The Lifestart Foundation Workshop.

Lifestart Foundation Workshop

Shop 5, Viettown, 127 Phan Chu Trinh St

The Lifestart Foundation Workshop is a co-operative of disabled and disadvantaged people from Hoi An and surrounding areas.  Everything in the shop is made by the people in the co-op and 100% of your money will go directly to the makers.  The running costs of the shop are covered by independent fundraising by Lifestart Foundation.  This is a truly unique operation in Vietnam and well worth supporting.

Fiona with Nghi from Reaching Out in the childrens section.

Reaching Out

103 Nguyen Thai Hoc (next to Tan Ky House)

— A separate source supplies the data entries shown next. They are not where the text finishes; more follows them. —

/*
[INPUT]:  Console context and prompter, wallet tier open
[OUTPUT]: Raw embedded wallet responses (plus a projected latest-transactions list)
[POS]:    Command layer - embedded wallet tier
[UPDATE]: When embedded wallet commands change
*/

use chrono::{DateTime, Local, Utc};
use ew_console_adapter::{TransactionFilter, TransactionRequest};
use serde_json::{Value, json};
use tracing::info;

use super::input::{self, account_and_asset};
use crate::display;
use crate::error::{ConsoleError, Result};
use crate::prompt::Prompter;
use crate::session::ConsoleContext;

const LATEST_LIMIT: u32 = 2;

// ### Wallet management

pub async fn assign_wallet(ctx: &mut ConsoleContext) -> Result<Value> {
    let (assigned, raw) = ctx.wallet()?.assign_wallet().await?;
    info!(wallet_id = %assigned.wallet_id, "wallet assigned");
    ctx.set_active_wallet(Some(assigned.wallet_id));
    Ok(raw)
}

pub async fn create_account(ctx: &mut ConsoleContext) -> Result<Value> {
    Ok(ctx.wallet()?.create_account().await?)
}

pub async fn get_accounts(ctx: &mut ConsoleContext) -> Result<Value> {
    Ok(ctx.wallet()?.get_accounts().await?)
}

pub async fn add_asset(ctx: &mut ConsoleContext, prompter: &mut dyn Prompter) -> Result<Value> {
    let account = input::account_id(prompter)?;
    let asset = input::asset_id(prompter)?;
    Ok(ctx.wallet()?.add_asset(account, &asset).await?)
}

pub async fn get_asset(ctx: &mut ConsoleContext, prompter: &mut dyn Prompter) -> Result<Value> {
    let (account, asset) = account_and_asset(ctx, prompter).await?;
    Ok(ctx.wallet()?.get_asset(account, &asset).await?)
}

pub async fn get_assets(ctx: &mut ConsoleContext, prompter: &mut dyn Prompter) -> Result<Value> {
    let account = input::account_id(prompter)?;
    Ok(ctx.wallet()?.get_assets(account).await?)
}

pub async fn get_balance(ctx: &mut ConsoleContext, prompter: &mut dyn Prompter) -> Result<Value> {
    let (account, asset) = account_and_asset(ctx, prompter).await?;
    Ok(ctx.wallet()?.get_balance(account, &asset).await?)
}

pub async fn get_supported_assets(ctx: &mut ConsoleContext) -> Result<Value> {
    Ok(ctx.wallet()?.get_supported_assets().await?)
}

pub async fn refresh_balance(ctx: &mut ConsoleContext, prompter: &mut dyn Prompter) -> Result<Value> {
    let (account, asset) = account_and_asset(ctx, prompter).await?;
    Ok(ctx.wallet()?.refresh_balance(account, &asset).await?)
}

pub async fn get_addresses(ctx: &mut ConsoleContext, prompter: &mut dyn Prompter) -> Result<Value> {
    let (account, asset) = account_and_asset(ctx, prompter).await?;
    Ok(ctx.wallet()?.get_addresses(account, &asset).await?)
}

pub async fn get_device(ctx: &mut ConsoleContext, prompter: &mut dyn Prompter) -> Result<Value> {
    let stored = ctx.devices.get_device_id().await?;
    let default = ctx.session.active_device_id.clone().or(stored);
    let device_id = input::ask(prompter, "device ID", default.as_deref())?;
    Ok(ctx.wallet()?.get_device(device_id.trim()).await?)
}

pub async fn get_latest_backup(ctx: &mut ConsoleContext) -> Result<Value> {
    Ok(ctx.wallet()?.get_latest_backup().await?)
}

// ### NFTs

pub async fn get_nft(ctx: &mut ConsoleContext, prompter: &mut dyn Prompter) -> Result<Value> {
    let id = input::ask_required(prompter, "NFT ID")?;
    Ok(ctx.wallet()?.get_nft(&id).await?)
}

pub async fn get_owned_nfts(ctx: &mut ConsoleContext) -> Result<Value> {
    Ok(ctx.wallet()?.get_owned_nfts().await?)
}

pub async fn list_owned_assets(ctx: &mut ConsoleContext) -> Result<Value> {
    Ok(ctx.wallet()?.list_owned_assets().await?)
}

pub async fn list_owned_collections(ctx: &mut ConsoleContext) -> Result<Value> {
    Ok(ctx.wallet()?.list_owned_collections().await?)
}

// ### Web3 connections

pub async fn create_web3_connection(
    ctx: &mut ConsoleContext,
    prompter: &mut dyn Prompter,
) -> Result<Value> {
    let account = input::account_id(prompter)?;
    let uri = input::ask_required(prompter, "uri")?;
    Ok(ctx.wallet()?.create_web3_connection(account, &uri).await?)
}

pub async fn get_web3_connections(ctx: &mut ConsoleContext) -> Result<Value> {
    Ok(ctx.wallet()?.get_web3_connections().await?)
}

pub async fn remove_web3_connection(
    ctx: &mut ConsoleContext,
    prompter: &mut dyn Prompter,
) -> Result<Value> {
    let connection_id = input::ask_required(prompter, "connectionId")?;
    Ok(ctx.wallet()?.remove_web3_connection(&connection_id).await?)
}

pub async fn submit_web3_connection(
    ctx: &mut ConsoleContext,
    prompter: &mut dyn Prompter,
) -> Result<Value> {
    let connection_id = input::ask_required(prompter, "connectionId")?;
    let approve = prompter.confirm("Approve connection?", true)?;
    Ok(ctx
        .wallet()?
        .submit_web3_connection(&connection_id, approve)
        .await?)
}

// ### Transactions

async fn transaction_request(
    ctx: &ConsoleContext,
    prompter: &mut dyn Prompter,
) -> Result<TransactionRequest> {
    let (account, asset) = account_and_asset(ctx, prompter).await?;
    let amount = input::ask_required(prompter, "amount")?;
    let destination = input::destination(ctx, prompter)?;
    Ok(TransactionRequest::new(account, asset, amount, destination))
}

pub async fn create_transaction(
    ctx: &mut ConsoleContext,
    prompter: &mut dyn Prompter,
) -> Result<Value> {
    let request = transaction_request(ctx, prompter).await?;
    Ok(ctx.wallet()?.create_transaction(&request).await?)
}

pub async fn create_and_sign_transaction(
    ctx: &mut ConsoleContext,
    prompter: &mut dyn Prompter,
) -> Result<Value> {
    ctx.core()?;
    let request = transaction_request(ctx, prompter).await?;
    let created = ctx.wallet()?.create_transaction(&request).await?;
    let tx_id = created
        .get("id")
        .and_then(Value::as_str)
        .ok_or_else(|| ConsoleError::InvalidInput("created transaction has no id".to_string()))?
        .to_string();
    info!(tx_id = %tx_id, "transaction created, signing");
    let signed = ctx.core()?.sign_transaction(&tx_id).await?;
    Ok(json!({ "transaction": created, "signature": signed }))
}

fn transaction_template() -> String {
    let template = json!({
        "assetId": "BTC",
        "source": { "id": "0" },
        "destination": { "type": "VAULT_ACCOUNT", "id": "0" },
        "amount": "1",
    });
    serde_json::to_string_pretty(&template).unwrap_or_else(|_| template.to_string())
}

pub async fn create_transaction_from_json(
    ctx: &mut ConsoleContext,
    prompter: &mut dyn Prompter,
) -> Result<Value> {
    let mut draft = transaction_template();
    let request = loop {
        let text = prompter.edit("Enter transaction JSON", &draft)?;
        match serde_json::from_str::<Value>(&text) {
            Ok(request) => break request,
            Err(_) => {
                display::notice("Invalid JSON. Please try again");
                draft = text;
            }
        }
    };
    Ok(ctx.wallet()?.create_transaction_raw(request).await?)
}

pub async fn get_latest_transactions(ctx: &mut ConsoleContext) -> Result<Value> {
    let wallet = ctx.wallet()?;
    let incoming_filter = TransactionFilter::incoming().latest(LATEST_LIMIT);
    let outgoing_filter = TransactionFilter::outgoing().latest(LATEST_LIMIT);
    let (incoming, outgoing) = tokio::try_join!(
        wallet.get_transactions(&incoming_filter),
        wallet.get_transactions(&outgoing_filter),
    )?;
    Ok(Value::Array(merge_latest(incoming, outgoing)))
}

fn page_data(page: Value) -> Vec<Value> {
    match page {
        Value::Object(mut map) => match map.remove("data") {
            Some(Value::Array(items)) => items,
            _ => Vec::new(),
        },
        Value::Array(items) => items,
        _ => Vec::new(),
    }
}

fn last_updated(tx: &Value) -> Option<i64> {
    let field = tx.get("lastUpdated")?;
    field.as_i64().or_else(|| field.as_f64().map(|ms| ms as i64))
}

/// Newest first, projected to the columns worth reading at a glance
fn merge_latest(incoming: Value, outgoing: Value) -> Vec<Value> {
    let mut txs: Vec<Value> = page_data(incoming)
        .into_iter()
        .chain(page_data(outgoing))
        .collect();
    txs.sort_by(|a, b| last_updated(b).cmp(&last_updated(a)));
    txs.iter().map(project_transaction).collect()
}

fn project_transaction(tx: &Value) -> Value {
    let field = |key: &str| tx.get(key).cloned().unwrap_or(Value::Null);
    let amount = match tx.get("amount") {
        Some(amount) if !amount.is_null() => amount.clone(),
        _ => field("amountInfo"),
    };
    let last_updated = last_updated(tx)
        .and_then(DateTime::<Utc>::from_timestamp_millis)
        .map(|at| at.with_timezone(&Local).format("%Y-%m-%d %H:%M:%S").to_string());

    json!({
        "id": field("id"),
        "operation": field("operation"),
        "asset": field("assetId"),
        "amount": amount,
        "status": field("status"),
        "source": field("source"),
        "destination": field("destination"),
        "lastUpdated": last_updated,
    })
}

pub async fn cancel_transaction(
    ctx: &mut ConsoleContext,
    prompter: &mut dyn Prompter,
) -> Result<Value> {
    let tx_id = input::ask_required(prompter, "txId")?;
    Ok(ctx.wallet()?.cancel_transaction(&tx_id).await?)
}

pub async fn estimate_transaction_fee(
    ctx: &mut ConsoleContext,
    prompter: &mut dyn Prompter,
) -> Result<Value> {
    let request = transaction_request(ctx, prompter).await?;
    Ok(ctx.wallet()?.estimate_transaction_fee(&request).await?)
}

pub async fn get_transaction(ctx: &mut ConsoleContext, prompter: &mut dyn Prompter) -> Result<Value> {
    let tx_id = input::ask_required(prompter, "txId")?;
    Ok(ctx.wallet()?.get_transaction(&tx_id).await?)
}

pub async fn get_transactions(
    ctx: &mut ConsoleContext,
    prompter: &mut dyn Prompter,
) -> Result<Value> {
    let directions = vec!["incoming".to_string(), "outgoing".to_string()];
    let filter = match prompter.select("Select direction", &directions, 0)? {
        0 => TransactionFilter::incoming(),
        _ => TransactionFilter::outgoing(),
    };
    Ok(ctx.wallet()?.get_transactions(&filter).await?)
}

Reaching Out is another charity-based organization selling really lovely hand made products.  The shop does support disabled and disadvantaged crafts people, however they are on a set wage which is not effected directly by your purchase.  It is not clear exactly where the profit from this organization goes, but I feel that there is heart in this organization and a good will for the people it supports.

Fiona with the team at Lotus.

Lotus Jewellery

100 Nguyen Thai Hoc St

If you’re into sterling silver, this is the place to shop – frankly all the other jewellers in town are simply inferior in quality and service.  Phil and Nguyen run the show and are soon to open a second shop in town.  They stock wonderful hand crafted sterling silver pendants with designs such as the iconic conical hat and lotus flowers.  Just stunning.  Give them an Aussie G’Day from us.

Shop 45 – for all your clothes and shoes!

Hoang Deu – down near the bridge.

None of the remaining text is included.